Sandeep was on the phone, speaking to the police control centre when Roland marched out. He watched on the monitor as Roland's back retreated down the corridor outside and flicked to screen twelve to catch him as he came out onto the main concourse. Sandeep finished reporting the intruder and put the phone down.
"Bloody hothead," mumbled Sandeep to himself. "You're not in the bloody army now, Roland."
Pulling the control room door behind him until it clicked shut, he ran after his colleague. By the time he reached the main concourse he was breathless. He leaned against one of the advertising hoardings. A photo of a youth smiled back at him, holding one of the new smart-phones that Sandeep coveted but couldn't afford.
He pulled a hand-held radio from his belt. "Roland, I'm right behind you. Wait for me, OK?"
The radio crackled. There was no reply.
He jogged through the empty shopping centre, glimpsing lurid offers under the bright lights of the stores behind the security grills, massive discounts on artificially inflated prices. It occurred to Sandeep then that the kid hadn't triggered the alarm. If he'd been hiding in the shop, why hadn't the alarm gone off?
As he turned the corner onto the main strip, he could see Roland up ahead, standing next to the palm trees. The kid was a dark outline beyond him, dressed in a long coat. Maybe Roland was right and the kid was a goth. Sandeep slowed to a walk, relieved to have reached them before Roland got heavy with the kid. The last thing they needed were charges for assault.
Roland's voice sounded hollow. "Come on, son. You can't escape. Give yourself up and we'll go easy on you."
Sandeep smiled between wheezes. Roland watched far too many cop movies.
The boy laughed at him. That was bad. Roland wasn't going to like that.
Roland started walking forward again and Sandeep picked up his pace to a trot.
"You don't want to get funny with me, son," called Roland. "I ain't got no sense of humour."
The laughter petered out and the kid lifted his arms as if he were holding something to his chest. Then his left hand jerked back and forth. Sandeep recognised the gesture; he was pumping a round into a pretend shotgun. A sudden breeze stirred the leaves on the palm trees. Sandeep looked up. Where did the breeze come from? They were inside the shopping centre.
He slowed to a halt, turning back to find the source of the cool air when a massive thud punched into him from behind. A wave of heat like the draft from an oven door hit him in the back, lifting him off his feet and hurling him back down the tiled walkway. He tumbled in the air and landed rolling and sliding on the hard tiled floor. As his hearing came back, fragments of glass tinkled onto the tiles around him in a bizarrely musical way over the screeching of the bomb alarms.

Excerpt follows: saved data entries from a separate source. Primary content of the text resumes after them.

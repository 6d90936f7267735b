use serde::{Deserialize, Serialize};
use std::time::Duration;

/// Why a page fetch has to be repeated.
#[derive(Debug, Clone, Copy, PartialEq, Eq)]
pub enum FailureKind {
    /// Network error, non-2xx status or undecodable payload.
    Transport,
    /// Well-formed reply whose `success` flag is not set.
    Unsuccessful,
}

#[derive(Debug, Clone, Copy, Default, PartialEq, Eq, Serialize, Deserialize)]
#[serde(tag = "kind", rename_all = "snake_case")]
pub enum Backoff {
    #[default]
    Fixed,
    Exponential { max_ms: u64 },
}

/// Cooldown schedule for repeating a failed page fetch on the same cursor.
#[derive(Debug, Clone, PartialEq, Eq)]
pub struct RetryPolicy {
    pub transport_cooldown: Duration,
    pub unsuccessful_cooldown: Duration,
    /// `None` retries forever.
    pub max_attempts: Option<u32>,
    pub backoff: Backoff,
}

impl Default for RetryPolicy {
    fn default() -> Self {
        Self {
            transport_cooldown: Duration::from_secs(5),
            unsuccessful_cooldown: Duration::from_secs(1),
            max_attempts: None,
            backoff: Backoff::Fixed,
        }
    }
}

impl RetryPolicy {
    /// Retries immediately without limit.
    pub fn immediate() -> Self {
        Self {
            transport_cooldown: Duration::ZERO,
            unsuccessful_cooldown: Duration::ZERO,
            ..Self::default()
        }
    }

    pub fn with_max_attempts(mut self, max_attempts: u32) -> Self {
        self.max_attempts = Some(max_attempts);
        self
    }

    /// True once `attempts` fetches have failed and no further one is allowed.
    pub fn exhausted(&self, attempts: u32) -> bool {
        self.max_attempts.is_some_and(|max| attempts >= max)
    }

    /// Delay before the next attempt. `attempt` counts failures so far, starting at 1.
    pub fn cooldown(&self, kind: FailureKind, attempt: u32) -> Duration {
        let base = match kind {
            FailureKind::Transport => self.transport_cooldown,
            FailureKind::Unsuccessful => self.unsuccessful_cooldown,
        };
        match self.backoff {
            Backoff::Fixed => base,
            Backoff::Exponential { max_ms } => {
                let exponent = attempt.saturating_sub(1).min(20);
                let scaled = (base.as_millis() as u64).saturating_mul(2u64.saturating_pow(exponent));
                Duration::from_millis(scaled.min(max_ms))
            }
        }
    }
}
pub mod loader;
pub mod schema;

pub use loader::ConfigLoader;
pub use schema::{
    ExportConfig, OutputConfig, PurchaseType, RetryConfig, ReviewType, ALL_LANGUAGES, START_CURSOR,
};
//! CLI command handling.
//!
//! Provides subcommands for:
//! - Listing the containers attached to a volume (`attached`)
//! - Stopping or starting attached containers (`stop`, `start`)
//! - Running the loader on its own (`load`)
//! - The guarded stop, load, restart flow (`restore`)
//! - Inspecting resolved configuration (`config list`, `config get`)

mod config;
mod volume;

pub use config::{ConfigCommand, config_entries, run_config_command};
pub use volume::run_volume_command;

use clap::{ColorChoice, Parser, Subcommand};

#[derive(Parser, Debug)]
#[command(name = "volume-loader")]
#[command(
    about = "Replace a container volume's contents from an image, pausing the containers that use it"
)]
#[command(
    long_about = "Use 'volume-loader <subcommand> --help' for details.\nExamples:\n  volume-loader restore pgdata --image backups/pgdata:latest\n  volume-loader attached pgdata"
)]
#[command(version)]
#[command(color = ColorChoice::Auto)]
pub struct Cli {
    #[command(subcommand)]
    pub command: Command,

    /// Configuration file path (optional, env vars take precedence)
    #[arg(short, long, global = true, env = "VOLUME_LOADER_CONFIG")]
    pub config: Option<std::path::PathBuf>,

    /// Print results as JSON
    #[arg(long, global = true)]
    pub json: bool,

    /// Emit logs as JSON lines on stderr
    #[arg(long, global = true)]
    pub log_json: bool,
}

#[derive(Subcommand, Debug, Clone)]
pub enum Command {
    /// List containers that mount a volume
    #[command(
        about = "List containers attached to a volume",
        long_about = "Lists every container, running or not, that mounts the volume.\nExample: volume-loader attached pgdata"
    )]
    Attached {
        /// Volume name
        volume: String,
    },

    /// Stop the running containers that mount a volume
    #[command(
        about = "Stop containers attached to a volume",
        long_about = "Stops only the attached containers that are running and prints them.\nExample: volume-loader stop pgdata"
    )]
    Stop {
        /// Volume name
        volume: String,
    },

    /// Start containers by name
    #[command(
        about = "Start containers",
        long_about = "Starts the named containers, typically the set printed by 'stop'.\nExample: volume-loader start db api"
    )]
    Start {
        /// Container names
        #[arg(required = true)]
        names: Vec<String>,
    },

    /// Run the loader without stopping anything
    #[command(
        about = "Load a volume from an image",
        long_about = "Overwrites the volume with the image's data. Does not stop attached containers.\nExample: volume-loader load pgdata --image backups/pgdata:latest"
    )]
    Load {
        /// Volume name
        volume: String,

        /// Image holding the data to load
        #[arg(short, long)]
        image: String,
    },

    /// Stop attached containers, load the volume, restart what was stopped
    #[command(
        about = "Restore a volume from an image",
        long_about = "Stops running attached containers, loads the volume, then restarts them.\nExample: volume-loader restore pgdata --image backups/pgdata:latest"
    )]
    Restore {
        /// Volume name
        volume: String,

        /// Image holding the data to load
        #[arg(short, long)]
        image: String,
    },

    /// Inspect resolved configuration
    #[command(subcommand, about = "Show configuration")]
    Config(ConfigCommand),
}
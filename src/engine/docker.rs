//! [`ContainerEngine`] backed by the Docker Engine API.

use std::collections::HashMap;
use std::path::PathBuf;
use std::time::Duration;

use async_trait::async_trait;
use bollard::Docker;
use bollard::container::{
    Config, CreateContainerOptions, ListContainersOptions, LogOutput, LogsOptions,
    RemoveContainerOptions, StartContainerOptions, StopContainerOptions, WaitContainerOptions,
};
use bollard::errors::Error as BollardError;
use bollard::models::HostConfig;
use futures::StreamExt;

use crate::engine::error::{EngineError, Result};
use crate::engine::{ContainerDescriptor, ContainerEngine, ContainerFilter, ContainerLogs, CreateSpec};

/// Seconds bollard waits on a socket request before giving up.
const SOCKET_TIMEOUT_SECS: u64 = 120;

/// Connect to the Docker daemon.
///
/// Tries bollard's local defaults first (which honour `DOCKER_HOST`), then
/// the per-user sockets used by Docker Desktop and rootless Docker. Every
/// candidate must answer a ping before it is returned.
pub async fn connect_docker() -> Result<Docker> {
    let mut last_error = match Docker::connect_with_local_defaults() {
        Ok(docker) => match docker.ping().await {
            Ok(_) => return Ok(docker),
            Err(e) => e.to_string(),
        },
        Err(e) => e.to_string(),
    };

    for socket in fallback_sockets() {
        if !socket.exists() {
            continue;
        }
        let path = socket.to_string_lossy();
        match Docker::connect_with_socket(&path, SOCKET_TIMEOUT_SECS, bollard::API_DEFAULT_VERSION)
        {
            Ok(docker) => match docker.ping().await {
                Ok(_) => {
                    tracing::debug!(socket = %path, "Connected to Docker via fallback socket");
                    return Ok(docker);
                }
                Err(e) => last_error = e.to_string(),
            },
            Err(e) => last_error = e.to_string(),
        }
    }

    Err(EngineError::Unavailable { reason: last_error })
}

/// Per-user socket locations, in the order they are tried.
fn fallback_sockets() -> Vec<PathBuf> {
    let mut sockets = Vec::new();
    if cfg!(unix) {
        if let Some(home) = dirs::home_dir() {
            sockets.push(home.join(".docker").join("run").join("docker.sock"));
        }
        if let Some(runtime_dir) = dirs::runtime_dir() {
            sockets.push(runtime_dir.join("docker.sock"));
        }
    }
    sockets
}

/// Docker-backed container engine.
#[derive(Debug, Clone)]
pub struct DockerEngine {
    docker: Docker,
}

impl DockerEngine {
    /// Connect to the local daemon.
    pub async fn connect() -> Result<Self> {
        Ok(Self {
            docker: connect_docker().await?,
        })
    }
}

#[async_trait]
impl ContainerEngine for DockerEngine {
    async fn list_containers(
        &self,
        filter: &ContainerFilter,
        include_stopped: bool,
    ) -> Result<Vec<ContainerDescriptor>> {
        let options = ListContainersOptions {
            all: include_stopped,
            filters: list_filters(filter),
            ..Default::default()
        };

        let containers = self
            .docker
            .list_containers(Some(options))
            .await
            .map_err(|e| map_error("list containers", filter.to_string(), e))?;

        Ok(containers
            .into_iter()
            .map(|c| ContainerDescriptor {
                id: c.id.unwrap_or_default(),
                names: c.names.unwrap_or_default(),
            })
            .filter(|c| match filter {
                ContainerFilter::Name(name) => c.canonical_name() == Some(name.as_str()),
                ContainerFilter::Volume(_) => true,
            })
            .collect())
    }

    async fn create_container(&self, spec: &CreateSpec) -> Result<String> {
        let host_config = HostConfig {
            binds: if spec.binds.is_empty() {
                None
            } else {
                Some(spec.binds.clone())
            },
            ..Default::default()
        };

        let config = Config {
            image: Some(spec.image.clone()),
            cmd: Some(spec.cmd.clone()),
            attach_stdout: Some(spec.capture_output),
            attach_stderr: Some(spec.capture_output),
            host_config: Some(host_config),
            ..Default::default()
        };

        let response = self
            .docker
            .create_container(None::<CreateContainerOptions<String>>, config)
            .await
            .map_err(|e| map_error("create container", spec.image.as_str(), e))?;

        for warning in &response.warnings {
            tracing::warn!(container_id = %response.id, "Engine warning on create: {}", warning);
        }

        Ok(response.id)
    }

    async fn start_container(&self, id: &str) -> Result<()> {
        self.docker
            .start_container(id, None::<StartContainerOptions<String>>)
            .await
            .map_err(|e| map_error("start container", id, e))
    }

    async fn stop_container(&self, id: &str, grace: Duration) -> Result<()> {
        let options = StopContainerOptions {
            t: stop_timeout_secs(grace),
        };
        self.docker
            .stop_container(id, Some(options))
            .await
            .map_err(|e| map_error("stop container", id, e))
    }

    async fn wait_for_exit(&self, id: &str) -> Result<i64> {
        let options = WaitContainerOptions {
            condition: "not-running",
        };
        let mut stream = self.docker.wait_container(id, Some(options));

        // The first item settles it: either a status or an error.
        match stream.next().await {
            Some(Ok(response)) => {
                if let Some(message) = response.error.and_then(|e| e.message) {
                    tracing::warn!(container_id = %id, "Wait reported: {}", message);
                }
                Ok(response.status_code)
            }
            // bollard turns a non-zero exit into an error item
            Some(Err(BollardError::DockerContainerWaitError { code, .. })) => Ok(code),
            Some(Err(e)) => Err(map_error("wait for container", id, e)),
            None => Err(EngineError::request(
                "wait for container",
                id,
                "wait stream closed without a status",
            )),
        }
    }

    async fn fetch_logs(&self, id: &str) -> Result<ContainerLogs> {
        let options = LogsOptions::<String> {
            stdout: true,
            stderr: true,
            tail: "all".to_string(),
            ..Default::default()
        };
        let mut stream = self.docker.logs(id, Some(options));

        let mut logs = ContainerLogs::default();
        while let Some(item) = stream.next().await {
            match item.map_err(|e| map_error("read container logs", id, e))? {
                LogOutput::StdOut { message } | LogOutput::Console { message } => {
                    logs.stdout.push_str(&String::from_utf8_lossy(&message));
                }
                LogOutput::StdErr { message } => {
                    logs.stderr.push_str(&String::from_utf8_lossy(&message));
                }
                LogOutput::StdIn { .. } => {}
            }
        }

        Ok(logs)
    }

    async fn remove_container(&self, id: &str) -> Result<()> {
        self.docker
            .remove_container(id, None::<RemoveContainerOptions>)
            .await
            .map_err(|e| map_error("remove container", id, e))
    }
}

/// Translate a filter into Docker list filters.
///
/// Docker's `name` filter is an unanchored regex over `/name`, so the name
/// is escaped and anchored here to match one container exactly.
fn list_filters(filter: &ContainerFilter) -> HashMap<String, Vec<String>> {
    let (key, value) = match filter {
        ContainerFilter::Volume(volume) => ("volume", volume.clone()),
        ContainerFilter::Name(name) => ("name", format!("^/{}$", regex::escape(name))),
    };
    HashMap::from([(key.to_string(), vec![value])])
}

/// Stop timeout in whole seconds, saturating at the API's `i64` limit.
fn stop_timeout_secs(grace: Duration) -> i64 {
    i64::try_from(grace.as_secs()).unwrap_or(i64::MAX)
}

fn map_error(operation: &'static str, target: impl Into<String>, e: BollardError) -> EngineError {
    match e {
        BollardError::DockerResponseServerError {
            status_code: 404, ..
        } => EngineError::NotFound {
            target: target.into(),
        },
        other => EngineError::request(operation, target, other),
    }
}

#[cfg(test)]
mod tests {
    use super::*;

    #[test]
    fn test_volume_filter() {
        let filters = list_filters(&ContainerFilter::Volume("pgdata".to_string()));
        assert_eq!(filters.get("volume"), Some(&vec!["pgdata".to_string()]));
        assert_eq!(filters.len(), 1);
    }

    #[test]
    fn test_name_filter_is_anchored() {
        let filters = list_filters(&ContainerFilter::Name("db".to_string()));
        assert_eq!(filters.get("name"), Some(&vec!["^/db$".to_string()]));
    }

    #[test]
    fn test_name_filter_escapes_regex() {
        let filters = list_filters(&ContainerFilter::Name("db.1".to_string()));
        assert_eq!(filters.get("name"), Some(&vec![r"^/db\.1$".to_string()]));
    }

    #[test]
    fn test_stop_timeout_saturates() {
        assert_eq!(stop_timeout_secs(Duration::from_secs(10)), 10);
        assert_eq!(stop_timeout_secs(Duration::from_secs(u64::MAX)), i64::MAX);
    }

    #[test]
    fn test_not_found_mapping() {
        let err = map_error(
            "stop container",
            "db",
            BollardError::DockerResponseServerError {
                status_code: 404,
                message: "No such container: db".to_string(),
            },
        );
        assert!(matches!(err, EngineError::NotFound { ref target } if target == "db"));
    }

    #[test]
    fn test_server_error_mapping_keeps_operation() {
        let err = map_error(
            "stop container",
            "db",
            BollardError::DockerResponseServerError {
                status_code: 500,
                message: "boom".to_string(),
            },
        );
        match err {
            EngineError::Request {
                operation, target, ..
            } => {
                assert_eq!(operation, "stop container");
                assert_eq!(target, "db");
            }
            other => panic!("unexpected error: {other}"),
        }
    }
}
//! Configuration for the volume loader.
//!
//! Settings are read, in order of precedence, from:
//! 1. environment variables (a `.env` file is loaded first by the binary)
//! 2. an optional TOML file passed with `--config`
//! 3. built-in defaults
//!
//! The engine endpoint itself is not configured here. bollard reads
//! `DOCKER_HOST` directly.

mod helpers;

use std::path::Path;
use std::time::Duration;

use serde::{Deserialize, Serialize};

use crate::error::ConfigError;
use crate::volumes::VolumeConfig;

pub(crate) use helpers::optional_env;
use helpers::{parse_bool_or, parse_or};

pub const ENV_STOP_GRACE_SECS: &str = "VOLUME_LOADER_STOP_GRACE_SECS";
pub const ENV_MOUNT_PATH: &str = "VOLUME_LOADER_MOUNT_PATH";
pub const ENV_SOURCE_PATH: &str = "VOLUME_LOADER_SOURCE_PATH";
pub const ENV_STRICT_RESOLVE: &str = "VOLUME_LOADER_STRICT_RESOLVE";
pub const ENV_KEEP_FAILED: &str = "VOLUME_LOADER_KEEP_FAILED";

/// Resolved configuration.
#[derive(Debug, Clone, PartialEq, Eq, Serialize)]
pub struct Config {
    /// Seconds a container gets to shut down before it is killed.
    pub stop_grace_secs: u64,
    pub mount_path: String,
    pub source_path: String,
    pub strict_resolve: bool,
    pub keep_failed_loader: bool,
}

impl Default for Config {
    fn default() -> Self {
        let defaults = VolumeConfig::default();
        Self {
            stop_grace_secs: defaults.stop_grace.as_secs(),
            mount_path: defaults.mount_path,
            source_path: defaults.source_path,
            strict_resolve: defaults.strict_resolve,
            keep_failed_loader: defaults.keep_failed_loader,
        }
    }
}

/// Shape of the optional TOML file. Every key is optional.
#[derive(Debug, Default, Deserialize)]
#[serde(deny_unknown_fields)]
pub struct FileConfig {
    pub stop_grace_secs: Option<u64>,
    pub mount_path: Option<String>,
    pub source_path: Option<String>,
    pub strict_resolve: Option<bool>,
    pub keep_failed_loader: Option<bool>,
}

impl FileConfig {
    pub fn load(path: &Path) -> Result<Self, ConfigError> {
        let contents = std::fs::read_to_string(path)?;
        toml::from_str(&contents).map_err(|e| ConfigError::ParseFile {
            path: path.to_path_buf(),
            reason: e.to_string(),
        })
    }
}

impl Config {
    /// Resolve from the process environment and an optional file.
    pub fn resolve(path: Option<&Path>) -> Result<Self, ConfigError> {
        Self::resolve_from(path, optional_env)
    }

    /// Resolve using `lookup` in place of the process environment.
    pub fn resolve_from<F>(path: Option<&Path>, lookup: F) -> Result<Self, ConfigError>
    where
        F: Fn(&str) -> Result<Option<String>, ConfigError>,
    {
        let file = match path {
            Some(p) => FileConfig::load(p)?,
            None => FileConfig::default(),
        };
        let defaults = Self::default();

        let config = Self {
            stop_grace_secs: parse_or(
                ENV_STOP_GRACE_SECS,
                lookup(ENV_STOP_GRACE_SECS)?,
                file.stop_grace_secs.unwrap_or(defaults.stop_grace_secs),
            )?,
            mount_path: lookup(ENV_MOUNT_PATH)?
                .or(file.mount_path)
                .unwrap_or(defaults.mount_path),
            source_path: lookup(ENV_SOURCE_PATH)?
                .or(file.source_path)
                .unwrap_or(defaults.source_path),
            strict_resolve: parse_bool_or(
                ENV_STRICT_RESOLVE,
                lookup(ENV_STRICT_RESOLVE)?,
                file.strict_resolve.unwrap_or(defaults.strict_resolve),
            )?,
            keep_failed_loader: parse_bool_or(
                ENV_KEEP_FAILED,
                lookup(ENV_KEEP_FAILED)?,
                file.keep_failed_loader.unwrap_or(defaults.keep_failed_loader),
            )?,
        };

        config.validate()?;
        Ok(config)
    }

    fn validate(&self) -> Result<(), ConfigError> {
        validate_container_path(ENV_MOUNT_PATH, &self.mount_path)?;
        validate_container_path(ENV_SOURCE_PATH, &self.source_path)?;
        if self.mount_path.trim_end_matches('/') == self.source_path.trim_end_matches('/') {
            return Err(ConfigError::InvalidValue {
                key: ENV_SOURCE_PATH.to_string(),
                message: "must differ from the mount path".to_string(),
            });
        }
        Ok(())
    }

    /// Runtime settings for the orchestrators.
    pub fn volume_config(&self) -> VolumeConfig {
        VolumeConfig {
            stop_grace: Duration::from_secs(self.stop_grace_secs),
            mount_path: self.mount_path.clone(),
            source_path: self.source_path.clone(),
            strict_resolve: self.strict_resolve,
            keep_failed_loader: self.keep_failed_loader,
        }
    }
}

/// The loader runs `rm -rf` under the mount path, so it must be an absolute
/// path below `/` with no shell metacharacters.
fn validate_container_path(key: &str, path: &str) -> Result<(), ConfigError> {
    let invalid = |message: &str| ConfigError::InvalidValue {
        key: key.to_string(),
        message: format!("{message}: '{path}'"),
    };

    if !path.starts_with('/') {
        return Err(invalid("must be an absolute path"));
    }
    if path.trim_end_matches('/').is_empty() {
        return Err(invalid("must not be the root directory"));
    }
    if !path
        .chars()
        .all(|c| c.is_ascii_alphanumeric() || matches!(c, '/' | '-' | '_' | '.'))
    {
        return Err(invalid("may only contain letters, digits, '/', '-', '_' and '.'"));
    }
    if path.split('/').any(|segment| segment == "..") {
        return Err(invalid("must not contain '..'"));
    }
    Ok(())
}
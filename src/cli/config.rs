//! Configuration CLI commands.
//!
//! Shows the configuration as resolved from env > file > default.

use clap::Subcommand;

use crate::config::Config;

#[derive(Subcommand, Debug, Clone)]
pub enum ConfigCommand {
    /// List all settings and their resolved values
    List,

    /// Get a specific setting value
    Get {
        /// Setting name (e.g., "stop_grace_secs")
        key: String,
    },
}

/// Settings as `(name, value)` pairs, in display order.
pub fn config_entries(config: &Config) -> Vec<(&'static str, String)> {
    vec![
        ("stop_grace_secs", config.stop_grace_secs.to_string()),
        ("mount_path", config.mount_path.clone()),
        ("source_path", config.source_path.clone()),
        ("strict_resolve", config.strict_resolve.to_string()),
        ("keep_failed_loader", config.keep_failed_loader.to_string()),
    ]
}

/// Run a config command.
pub fn run_config_command(cmd: &ConfigCommand, config: &Config, json: bool) -> anyhow::Result<()> {
    match cmd {
        ConfigCommand::List => {
            if json {
                println!("{}", serde_json::to_string_pretty(config)?);
                return Ok(());
            }
            let entries = config_entries(config);
            let width = entries.iter().map(|(k, _)| k.len()).max().unwrap_or(0);
            for (key, value) in entries {
                println!("  {:width$}  {}", key, value, width = width);
            }
            Ok(())
        }
        ConfigCommand::Get { key } => {
            let value = config_entries(config)
                .into_iter()
                .find(|(k, _)| *k == key.as_str())
                .map(|(_, v)| v)
                .ok_or_else(|| anyhow::anyhow!("Unknown setting: {}", key))?;
            println!("{}", value);
            Ok(())
        }
    }
}
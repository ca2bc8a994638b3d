use std::fmt::Display;
use std::str::FromStr;

use crate::error::ConfigError;

/// Read an environment variable. Unset and empty are both `None`.
pub(crate) fn optional_env(key: &str) -> Result<Option<String>, ConfigError> {
    match std::env::var(key) {
        Ok(val) if val.is_empty() => Ok(None),
        Ok(val) => Ok(Some(val)),
        Err(std::env::VarError::NotPresent) => Ok(None),
        Err(e) => Err(ConfigError::InvalidValue {
            key: key.to_string(),
            message: e.to_string(),
        }),
    }
}

/// Parse `value` if present, otherwise use `default`.
pub(crate) fn parse_or<T>(key: &str, value: Option<String>, default: T) -> Result<T, ConfigError>
where
    T: FromStr,
    T::Err: Display,
{
    value
        .map(|s| s.trim().parse::<T>())
        .transpose()
        .map_err(|e| ConfigError::InvalidValue {
            key: key.to_string(),
            message: e.to_string(),
        })
        .map(|v| v.unwrap_or(default))
}

/// Parse a boolean flag, accepting `true`/`false`/`1`/`0`/`yes`/`no`.
pub(crate) fn parse_bool_or(
    key: &str,
    value: Option<String>,
    default: bool,
) -> Result<bool, ConfigError> {
    let Some(raw) = value else {
        return Ok(default);
    };
    match raw.trim().to_ascii_lowercase().as_str() {
        "true" | "1" | "yes" => Ok(true),
        "false" | "0" | "no" => Ok(false),
        other => Err(ConfigError::InvalidValue {
            key: key.to_string(),
            message: format!("must be 'true' or 'false', got '{other}'"),
        }),
    }
}
//! Error types shared across the crate.

use std::path::PathBuf;

use thiserror::Error;

/// Errors raised while resolving configuration.
#[derive(Debug, Error)]
pub enum ConfigError {
    /// A setting was present but could not be used.
    #[error("Invalid value for {key}: {message}")]
    InvalidValue {
        /// Environment variable or file key.
        key: String,
        /// What was wrong with it.
        message: String,
    },

    /// The configuration file exists but is not valid TOML for this crate.
    #[error("Failed to parse config file {}: {reason}", path.display())]
    ParseFile {
        /// Path of the offending file.
        path: PathBuf,
        /// Parser message.
        reason: String,
    },

    /// I/O error.
    #[error("I/O error reading config: {0}")]
    Io(#[from] std::io::Error),
}
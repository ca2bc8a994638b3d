//! Runtime settings for volume orchestration.

use std::time::Duration;

/// Settings used by the orchestrators and the loader.
#[derive(Debug, Clone)]
pub struct VolumeConfig {
    /// Grace period given to a container's own shutdown before it is killed.
    pub stop_grace: Duration,
    /// Where the target volume is bound inside the loader container.
    pub mount_path: String,
    /// Path inside the loader image whose contents are copied into the volume.
    pub source_path: String,
    /// Propagate list failures from the resolver instead of treating them as
    /// "no attached containers".
    pub strict_resolve: bool,
    /// Leave a loader container that exited non-zero in place for inspection.
    pub keep_failed_loader: bool,
}

impl Default for VolumeConfig {
    fn default() -> Self {
        Self {
            stop_grace: Duration::from_secs(10),
            mount_path: "/mount-volume".to_string(),
            source_path: "/volume-data".to_string(),
            strict_resolve: false,
            keep_failed_loader: true,
        }
    }
}

impl VolumeConfig {
    /// Bind spec mounting `volume` at the loader mount path.
    pub fn bind_for(&self, volume: &str) -> String {
        format!("{}:{}", volume, self.mount_path)
    }
}

#[cfg(test)]
mod tests {
    use super::*;

    #[test]
    fn test_defaults() {
        let config = VolumeConfig::default();
        assert_eq!(config.stop_grace, Duration::from_secs(10));
        assert_eq!(config.mount_path, "/mount-volume");
        assert_eq!(config.source_path, "/volume-data");
        assert!(!config.strict_resolve);
        assert!(config.keep_failed_loader);
    }

    #[test]
    fn test_bind_for() {
        let config = VolumeConfig::default();
        assert_eq!(config.bind_for("pgdata"), "pgdata:/mount-volume");
    }
}
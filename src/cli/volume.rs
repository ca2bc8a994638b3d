//! Volume CLI commands.

use serde::Serialize;

use crate::cli::Command;
use crate::volumes::{RestoreError, VolumeOrchestrator};

/// Run a volume command against `orchestrator`.
pub async fn run_volume_command(
    cmd: &Command,
    orchestrator: &VolumeOrchestrator,
    json: bool,
) -> anyhow::Result<()> {
    match cmd {
        Command::Attached { volume } => {
            let names = orchestrator.resolve_attached(volume).await?;
            print_names(&names, json, "No containers attached to", volume)
        }
        Command::Stop { volume } => {
            let report = match orchestrator.stop_attached(volume).await {
                Ok(report) => report,
                Err(failure) => {
                    if !failure.report.stopped.is_empty() {
                        eprintln!(
                            "Stopped before failure: {}",
                            failure.report.stopped.join(" ")
                        );
                    }
                    return Err(failure.into());
                }
            };
            if json {
                return print_json(&report);
            }
            if report.stopped.is_empty() {
                println!("No running containers attached to {}", volume);
            }
            for name in &report.stopped {
                println!("{}", name);
            }
            Ok(())
        }
        Command::Start { names } => {
            orchestrator.start_attached(names).await?;
            if !json {
                println!("Started {} container(s)", names.len());
            }
            Ok(())
        }
        Command::Load { volume, image } => {
            let job = orchestrator.load(volume, image).await?;
            if json {
                return print_json(&job);
            }
            println!("Loaded {} from {}", job.volume, job.image);
            Ok(())
        }
        Command::Restore { volume, image } => match orchestrator.restore(volume, image).await {
            Ok(report) => {
                if json {
                    return print_json(&report);
                }
                println!("Restored {} from {}", volume, image);
                if !report.containers.stopped.is_empty() {
                    println!("Restarted: {}", report.containers.stopped.join(" "));
                }
                Ok(())
            }
            Err(e) => {
                if let RestoreError::Load { stopped, .. } = &e
                    && !stopped.is_empty()
                {
                    eprintln!("Left stopped: {}", stopped.join(" "));
                }
                Err(e.into())
            }
        },
        Command::Config(_) => anyhow::bail!("config commands do not use the container engine"),
    }
}

fn print_names(names: &[String], json: bool, empty_message: &str, volume: &str) -> anyhow::Result<()> {
    if json {
        return print_json(&names);
    }
    if names.is_empty() {
        println!("{} {}", empty_message, volume);
    }
    for name in names {
        println!("{}", name);
    }
    Ok(())
}

fn print_json<T: Serialize + ?Sized>(value: &T) -> anyhow::Result<()> {
    println!("{}", serde_json::to_string_pretty(value)?);
    Ok(())
}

He shook his head, trying to clear the ringing in his ears. Pushing himself up, he could see stripes of blood rising on his hands where the glass had slashed him. He turned to look back for Roland, just as the smell of smoke and burning plastic hit him, catching in the back of his throat and making him cough and retch.
Down the concourse, the kid was walking calmly through the debris under the rain from the sprinklers, black smoke billowing from the shops to either side, their security gratings gaping where the blast had burst them open. He stopped in front of another shop, pumped the pretend shotgun and pointed it at a shop. Sandeep squinted through the smoke — there was nothing there. The kid wasn't holding anything. Sandeep watched in disbelief as the kid's hands jerked, as if in recoil, and the shop windows burst outwards to a dull thud, erupting in fire and smoke.
The kid smiled a long lazy smile and began strolling towards Sandeep, pointing to one side, then the other. As he passed each shop he would pump his hand and aim into the shop. At the gesture, the shops would explode in rolling gouts of flame, erupting in a hail of flying fragments, yet he never flinched or turned away. He walked though each explosion untouched, the detonations timed with his steps. It was like he was playing an instrument, waiting for the beat — a pyrotechnic conductor.
As Sandeep pushed himself upright, the boy paused and made a show of noticing him. The boy's eyes caught the light from the fire, glowing with the hellish light. He pumped a round and turned to aim towards Sandeep. Before he was aware of it, Sandeep was running, his legs carrying him in huge leaping strides away from those eyes. There was a dull crump and a roll of thunder behind him and he was lifted and thrown down the concourse, spinning in the air to land hard and twisted on the tiles. Sandeep's arm gave a wet crack as he fell on it. As his hearing returned, he recognised the sound of his own hoarse screaming.
Acutely aware of the pain as bone grated on bone, he made himself roll over and push up to his knees, and then to his feet using his good arm to help him. Once he was up, he cradled his broken arm against his chest, and staggered away from the smoke and the glow from the shop windows.
He glanced back once, thinking of Roland back there. He had to get help. There was a demon loose and the shopping centre was turning into hell.
Garvin looked up from the slim brown folder he was reading as I entered the room.
"This is nice," I told him. "I didn't know you had an office."
There was a large picture of a pastoral scene in a thick gold frame on the wall. The woodwork of the desk was dark and polished and the curtains were tied back with gold sashes to let in daylight.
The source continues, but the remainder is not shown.